I was like, why..? Why do international students say ‘like’ in almost every sentence?

In our university cities you now often hear the English that European students use among themselves. And often the word ‘like’ comes up all the time. Sometimes even in every sentence. Why do they do that?

Bertus van Rooy, professor of English linguistics at the UvA, says that this started in the US, “probably in Los Angeles”. It subsequently spread to other English-speaking areas. And now it has also found its way into the English of young people for whom English is not their native language. Van Rooy knows this from his own observations, he has many international students. You can consider it a plague, a kind of epidemic. But as a linguist, Van Rooy notes that ‘like’ always has a function in the sentence. In fact, that one word serves no fewer than three different linguistic functions that are crucial in everyday conversations. The oldest function is that of approximator: ‘like’ expresses that what follows is ‘approximately’ like that. ‘I have a teacher, she is like 50 years old.’ The teacher is ‘about 50 years old’. ‘I must have been there for like 4 hours.’ ‘Maybe’ four o’clock.

A word of perspective

People say things all the time that are not very precise, but something like this. The conversation partner knows that too, but it doesn’t hurt to add a word of perspective. In Dutch there are many of those words that put things into perspective: ‘say’, ‘or something’, ‘maybe’… A second function subsequently developed from this approximator: that of quotative. In conversation, people constantly express their thoughts and feelings and those of others in direct speech. ‘like’ then indicates that direct speech is only an approximation. So actually again: ‘approximately’. ‘I was like wow.’ I was like wow. ‘She was like oh what have you done.’ She was like, oh dear, what are you doing?

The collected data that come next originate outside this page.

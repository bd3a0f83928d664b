//! Actuation veto contract

use crate::error::RepositoryError;
use crate::model::Resource;

/// Outcome of a veto check
#[derive(Debug, Clone, PartialEq, Eq)]
pub struct VetoResponse {
    /// Actuation may proceed
    pub allowed: bool,
    /// Veto that decided
    pub veto_name: String,
    /// Why
    pub message: Option<String>,
    /// Also veto the artifact version being deployed
    pub veto_artifact: bool,
    /// Status to show for the resource
    pub suggested_status: Option<String>,
}

impl VetoResponse {
    /// Allow
    #[must_use]
    pub fn allow(veto_name: impl Into<String>) -> Self {
        Self {
            allowed: true,
            veto_name: veto_name.into(),
            message: None,
            veto_artifact: false,
            suggested_status: None,
        }
    }

    /// Deny
    #[must_use]
    pub fn deny(veto_name: impl Into<String>, message: impl Into<String>) -> Self {
        Self {
            allowed: false,
            veto_name: veto_name.into(),
            message: Some(message.into()),
            veto_artifact: false,
            suggested_status: None,
        }
    }

    /// Ask for the artifact version to be vetoed as well
    #[inline]
    #[must_use]
    pub fn with_veto_artifact(mut self, suggested_status: impl Into<String>) -> Self {
        self.veto_artifact = true;
        self.suggested_status = Some(suggested_status.into());
        self
    }
}

/// Blocks actuation of a resource
#[cfg_attr(feature = "mocks", mockall::automock)]
#[async_trait::async_trait]
pub trait Veto: Send + Sync {
    /// Veto name
    fn name(&self) -> &'static str;

    /// Decide for one resource
    async fn check(&self, resource: &Resource) -> Result<VetoResponse, RepositoryError>;
}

According to Van Rooy, the third function has also developed from the approximator: that of filler. “A consequence of semantic bleaching“, he says. “The original meaning fades, weakens, disappears.” As a result, ‘like’ suddenly takes on the same function as words such as ‘eh’, ‘yes’ and ‘well’, which you can use in the middle of a sentence if you need a moment to further formulate the sentence. You fill in that short pause with a word like this. Because fillers are usually used before that part of the sentence that is least likely to be formulated, it is often a signal to the conversation partner that the most important (most informative) part of the sentence is now coming. ‘I was like really impressed.’ ‘I was very impressed.’ ‘He just asked a whole lot of questions.’ “He really had a lot of questions.”

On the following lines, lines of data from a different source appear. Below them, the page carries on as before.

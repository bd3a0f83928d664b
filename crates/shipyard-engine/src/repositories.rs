//! Repository handles shared by engine components

use std::sync::Arc;

use shipyard_core::{
    AgentLockRepository, ArtifactRepository, DeliveryConfigRepository, DiffFingerprintRepository,
    PausedRepository, ResourceRepository, TaskTrackingRepository,
};

/// One handle per repository trait
///
/// Usually every field points at the same store.
#[derive(Clone)]
pub struct Repositories {
    pub delivery_configs: Arc<dyn DeliveryConfigRepository>,
    pub artifacts: Arc<dyn ArtifactRepository>,
    pub resources: Arc<dyn ResourceRepository>,
    pub diff_fingerprints: Arc<dyn DiffFingerprintRepository>,
    pub paused: Arc<dyn PausedRepository>,
    pub agent_locks: Arc<dyn AgentLockRepository>,
    pub tasks: Arc<dyn TaskTrackingRepository>,
}

impl Repositories {
    /// Use one store for every repository
    pub fn from_store<S>(store: Arc<S>) -> Self
    where
        S: DeliveryConfigRepository
            + ArtifactRepository
            + ResourceRepository
            + DiffFingerprintRepository
            + PausedRepository
            + AgentLockRepository
            + TaskTrackingRepository
            + 'static,
    {
        Self {
            delivery_configs: store.clone(),
            artifacts: store.clone(),
            resources: store.clone(),
            diff_fingerprints: store.clone(),
            paused: store.clone(),
            agent_locks: store.clone(),
            tasks: store,
        }
    }
}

All three functions can appear in one sentence. On the Internet, an artist who is both a singer and an actor says about these two qualities: “For me they’re like the same energy, which is like when people are like you have to choose, I’m like they feel the same.” In Dutch it could sound like this: “For me they have the same energy, I mean, well, when people say you have to choose, I think they are the same for me.” Successively: ‘just say’, ‘well’, ‘of’, ‘something like’. The Dutch sentence therefore sounds more varied than the English sentence with four ‘like’.